**WORK TASK**:
Transcribe the data below verbatim from the line with "json!(rings)" to the line with "meridian, generous enough". Include both of those lines.
------
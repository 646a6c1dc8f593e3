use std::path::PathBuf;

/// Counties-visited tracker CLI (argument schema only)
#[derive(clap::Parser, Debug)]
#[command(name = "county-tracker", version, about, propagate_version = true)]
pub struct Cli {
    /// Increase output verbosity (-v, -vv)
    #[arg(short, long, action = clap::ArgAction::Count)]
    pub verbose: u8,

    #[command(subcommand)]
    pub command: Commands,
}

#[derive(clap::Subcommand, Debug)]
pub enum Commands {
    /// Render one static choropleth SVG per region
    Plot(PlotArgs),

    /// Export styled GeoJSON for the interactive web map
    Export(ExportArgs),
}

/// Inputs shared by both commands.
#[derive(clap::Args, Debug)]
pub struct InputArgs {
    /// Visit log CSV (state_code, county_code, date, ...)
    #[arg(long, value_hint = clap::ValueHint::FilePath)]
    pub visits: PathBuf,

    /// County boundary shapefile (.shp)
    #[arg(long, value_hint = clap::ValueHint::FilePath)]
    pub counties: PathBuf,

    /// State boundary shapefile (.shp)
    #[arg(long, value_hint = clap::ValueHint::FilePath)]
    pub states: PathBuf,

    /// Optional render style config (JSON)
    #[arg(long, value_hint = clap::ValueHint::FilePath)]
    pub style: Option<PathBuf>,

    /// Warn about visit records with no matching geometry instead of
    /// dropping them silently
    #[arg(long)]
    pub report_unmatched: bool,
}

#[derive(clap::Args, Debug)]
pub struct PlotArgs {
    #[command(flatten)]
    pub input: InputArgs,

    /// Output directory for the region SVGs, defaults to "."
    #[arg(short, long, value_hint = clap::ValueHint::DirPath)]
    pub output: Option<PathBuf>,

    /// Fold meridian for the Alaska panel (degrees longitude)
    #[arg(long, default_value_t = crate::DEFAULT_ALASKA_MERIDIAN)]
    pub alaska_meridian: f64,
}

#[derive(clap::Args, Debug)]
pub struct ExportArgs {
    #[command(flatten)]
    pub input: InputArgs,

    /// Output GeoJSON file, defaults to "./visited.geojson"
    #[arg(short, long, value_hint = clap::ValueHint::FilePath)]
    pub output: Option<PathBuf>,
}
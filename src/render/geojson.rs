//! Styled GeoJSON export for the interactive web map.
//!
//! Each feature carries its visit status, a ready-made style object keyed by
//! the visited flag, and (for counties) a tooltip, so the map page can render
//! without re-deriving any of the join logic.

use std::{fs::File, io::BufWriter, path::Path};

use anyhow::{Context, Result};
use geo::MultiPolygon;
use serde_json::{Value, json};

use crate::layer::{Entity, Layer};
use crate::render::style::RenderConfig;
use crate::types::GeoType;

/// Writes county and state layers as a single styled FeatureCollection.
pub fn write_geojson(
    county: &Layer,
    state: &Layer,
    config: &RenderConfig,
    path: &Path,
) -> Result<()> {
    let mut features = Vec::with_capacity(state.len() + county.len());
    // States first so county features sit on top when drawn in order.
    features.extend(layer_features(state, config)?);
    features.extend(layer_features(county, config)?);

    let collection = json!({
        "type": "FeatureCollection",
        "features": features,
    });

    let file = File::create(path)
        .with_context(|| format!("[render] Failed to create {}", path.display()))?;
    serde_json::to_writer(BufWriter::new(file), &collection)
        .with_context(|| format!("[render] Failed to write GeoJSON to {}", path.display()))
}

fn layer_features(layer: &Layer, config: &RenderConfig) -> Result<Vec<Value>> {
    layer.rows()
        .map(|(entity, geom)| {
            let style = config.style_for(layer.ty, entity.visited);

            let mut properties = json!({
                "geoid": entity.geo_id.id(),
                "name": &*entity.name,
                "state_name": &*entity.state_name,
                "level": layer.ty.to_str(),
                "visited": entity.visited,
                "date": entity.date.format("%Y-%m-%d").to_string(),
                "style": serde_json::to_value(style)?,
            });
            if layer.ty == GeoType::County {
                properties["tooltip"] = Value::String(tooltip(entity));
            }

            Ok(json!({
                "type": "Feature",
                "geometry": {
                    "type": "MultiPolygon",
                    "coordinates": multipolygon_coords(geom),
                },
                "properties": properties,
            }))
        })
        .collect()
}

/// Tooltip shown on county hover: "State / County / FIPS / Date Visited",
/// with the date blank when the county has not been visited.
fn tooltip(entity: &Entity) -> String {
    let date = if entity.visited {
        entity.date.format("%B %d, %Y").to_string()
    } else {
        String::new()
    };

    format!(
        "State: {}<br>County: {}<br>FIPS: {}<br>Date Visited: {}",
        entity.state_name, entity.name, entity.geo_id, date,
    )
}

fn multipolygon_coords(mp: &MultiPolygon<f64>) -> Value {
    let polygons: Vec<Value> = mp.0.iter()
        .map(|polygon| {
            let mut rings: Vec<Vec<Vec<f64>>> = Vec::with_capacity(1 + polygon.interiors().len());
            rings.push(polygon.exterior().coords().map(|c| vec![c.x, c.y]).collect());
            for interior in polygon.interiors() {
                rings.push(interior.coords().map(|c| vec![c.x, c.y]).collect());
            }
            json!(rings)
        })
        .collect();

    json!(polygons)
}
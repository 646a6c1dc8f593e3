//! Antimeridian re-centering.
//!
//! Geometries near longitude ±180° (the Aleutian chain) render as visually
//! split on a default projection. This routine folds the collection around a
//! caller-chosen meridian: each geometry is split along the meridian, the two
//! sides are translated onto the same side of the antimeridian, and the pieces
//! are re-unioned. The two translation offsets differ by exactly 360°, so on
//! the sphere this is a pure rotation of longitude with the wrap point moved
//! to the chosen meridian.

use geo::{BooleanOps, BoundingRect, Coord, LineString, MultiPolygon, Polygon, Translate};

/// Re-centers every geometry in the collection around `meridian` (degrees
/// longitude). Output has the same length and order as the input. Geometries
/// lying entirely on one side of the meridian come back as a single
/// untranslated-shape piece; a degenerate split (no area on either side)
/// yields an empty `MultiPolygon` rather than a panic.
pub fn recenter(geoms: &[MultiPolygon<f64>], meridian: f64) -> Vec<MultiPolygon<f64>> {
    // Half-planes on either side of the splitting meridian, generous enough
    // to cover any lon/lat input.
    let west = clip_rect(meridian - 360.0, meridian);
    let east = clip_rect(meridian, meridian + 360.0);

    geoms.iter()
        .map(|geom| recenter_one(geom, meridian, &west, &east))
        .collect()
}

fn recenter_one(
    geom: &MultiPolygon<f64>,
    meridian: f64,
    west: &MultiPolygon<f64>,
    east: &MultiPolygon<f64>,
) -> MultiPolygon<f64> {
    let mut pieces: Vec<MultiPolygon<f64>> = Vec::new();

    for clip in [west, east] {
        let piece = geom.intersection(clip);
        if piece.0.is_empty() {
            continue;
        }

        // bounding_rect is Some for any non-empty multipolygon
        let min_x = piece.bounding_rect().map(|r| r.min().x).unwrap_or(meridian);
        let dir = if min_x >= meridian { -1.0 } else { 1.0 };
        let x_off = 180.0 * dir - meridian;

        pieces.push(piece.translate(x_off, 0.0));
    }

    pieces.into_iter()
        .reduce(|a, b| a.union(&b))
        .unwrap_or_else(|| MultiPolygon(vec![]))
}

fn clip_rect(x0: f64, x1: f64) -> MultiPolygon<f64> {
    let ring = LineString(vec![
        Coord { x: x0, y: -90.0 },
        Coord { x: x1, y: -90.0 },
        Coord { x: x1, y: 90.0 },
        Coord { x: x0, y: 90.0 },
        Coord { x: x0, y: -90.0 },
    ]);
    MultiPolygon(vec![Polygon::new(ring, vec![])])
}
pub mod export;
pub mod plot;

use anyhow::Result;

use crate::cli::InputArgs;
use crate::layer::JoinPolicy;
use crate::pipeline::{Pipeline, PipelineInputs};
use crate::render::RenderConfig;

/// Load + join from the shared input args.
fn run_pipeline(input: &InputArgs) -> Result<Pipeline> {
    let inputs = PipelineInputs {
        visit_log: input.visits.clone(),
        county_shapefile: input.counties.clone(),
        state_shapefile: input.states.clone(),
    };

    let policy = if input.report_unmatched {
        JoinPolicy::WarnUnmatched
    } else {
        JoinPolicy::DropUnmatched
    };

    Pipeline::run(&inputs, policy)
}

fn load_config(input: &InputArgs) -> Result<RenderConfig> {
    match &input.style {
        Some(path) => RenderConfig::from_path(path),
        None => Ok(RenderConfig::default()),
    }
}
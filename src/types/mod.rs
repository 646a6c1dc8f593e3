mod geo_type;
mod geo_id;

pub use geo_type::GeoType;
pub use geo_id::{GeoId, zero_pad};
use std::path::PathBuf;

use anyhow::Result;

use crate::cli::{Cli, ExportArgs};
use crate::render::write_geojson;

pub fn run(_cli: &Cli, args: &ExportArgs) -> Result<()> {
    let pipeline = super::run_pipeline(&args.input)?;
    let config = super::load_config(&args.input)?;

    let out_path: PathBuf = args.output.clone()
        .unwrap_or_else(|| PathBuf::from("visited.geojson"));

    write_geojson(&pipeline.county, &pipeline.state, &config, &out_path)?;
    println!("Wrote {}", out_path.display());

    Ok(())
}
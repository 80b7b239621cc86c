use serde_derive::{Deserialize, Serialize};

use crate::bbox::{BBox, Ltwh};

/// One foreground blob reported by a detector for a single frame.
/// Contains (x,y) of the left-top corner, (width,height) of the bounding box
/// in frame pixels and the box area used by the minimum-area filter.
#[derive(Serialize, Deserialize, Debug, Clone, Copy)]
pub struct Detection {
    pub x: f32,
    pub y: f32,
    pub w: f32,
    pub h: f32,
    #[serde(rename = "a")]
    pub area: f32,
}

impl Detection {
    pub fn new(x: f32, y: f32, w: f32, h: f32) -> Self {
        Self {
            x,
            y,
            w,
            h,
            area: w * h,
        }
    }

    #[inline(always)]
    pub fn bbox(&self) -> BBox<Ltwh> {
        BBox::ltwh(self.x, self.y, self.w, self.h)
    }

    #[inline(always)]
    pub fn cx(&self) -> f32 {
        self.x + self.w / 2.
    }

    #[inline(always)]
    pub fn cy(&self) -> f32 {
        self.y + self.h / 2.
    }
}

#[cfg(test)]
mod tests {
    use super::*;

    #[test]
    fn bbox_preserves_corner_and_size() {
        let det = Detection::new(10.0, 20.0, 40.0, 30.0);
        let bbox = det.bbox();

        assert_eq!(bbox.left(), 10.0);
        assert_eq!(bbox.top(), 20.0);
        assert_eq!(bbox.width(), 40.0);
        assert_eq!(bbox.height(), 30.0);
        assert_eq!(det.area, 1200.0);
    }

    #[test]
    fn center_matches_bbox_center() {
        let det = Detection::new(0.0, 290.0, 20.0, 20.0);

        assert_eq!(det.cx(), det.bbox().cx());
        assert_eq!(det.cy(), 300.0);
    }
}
------
**RESPONSE TO THIS TASK**:
            json!(rings)
        })
        .collect();

    json!(polygons)
}
repository 646a6c1dc8f593e3
//! Antimeridian re-centering.
//!
//! Geometries near longitude ±180° (the Aleutian chain) render as visually
//! split on a default projection. This routine folds the collection around a
//! caller-chosen meridian: each geometry is split along the meridian, the two
//! sides are translated onto the same side of the antimeridian, and the pieces
//! are re-unioned. The two translation offsets differ by exactly 360°, so on
//! the sphere this is a pure rotation of longitude with the wrap point moved
//! to the chosen meridian.

use geo::{BooleanOps, BoundingRect, Coord, LineString, MultiPolygon, Polygon, Translate};

/// Re-centers every geometry in the collection around `meridian` (degrees
/// longitude). Output has the same length and order as the input. Geometries
/// lying entirely on one side of the meridian come back as a single
/// untranslated-shape piece; a degenerate split (no area on either side)
/// yields an empty `MultiPolygon` rather than a panic.
pub fn recenter(geoms: &[MultiPolygon<f64>], meridian: f64) -> Vec<MultiPolygon<f64>> {
    // Half-planes on either side of the splitting meridian, generous enough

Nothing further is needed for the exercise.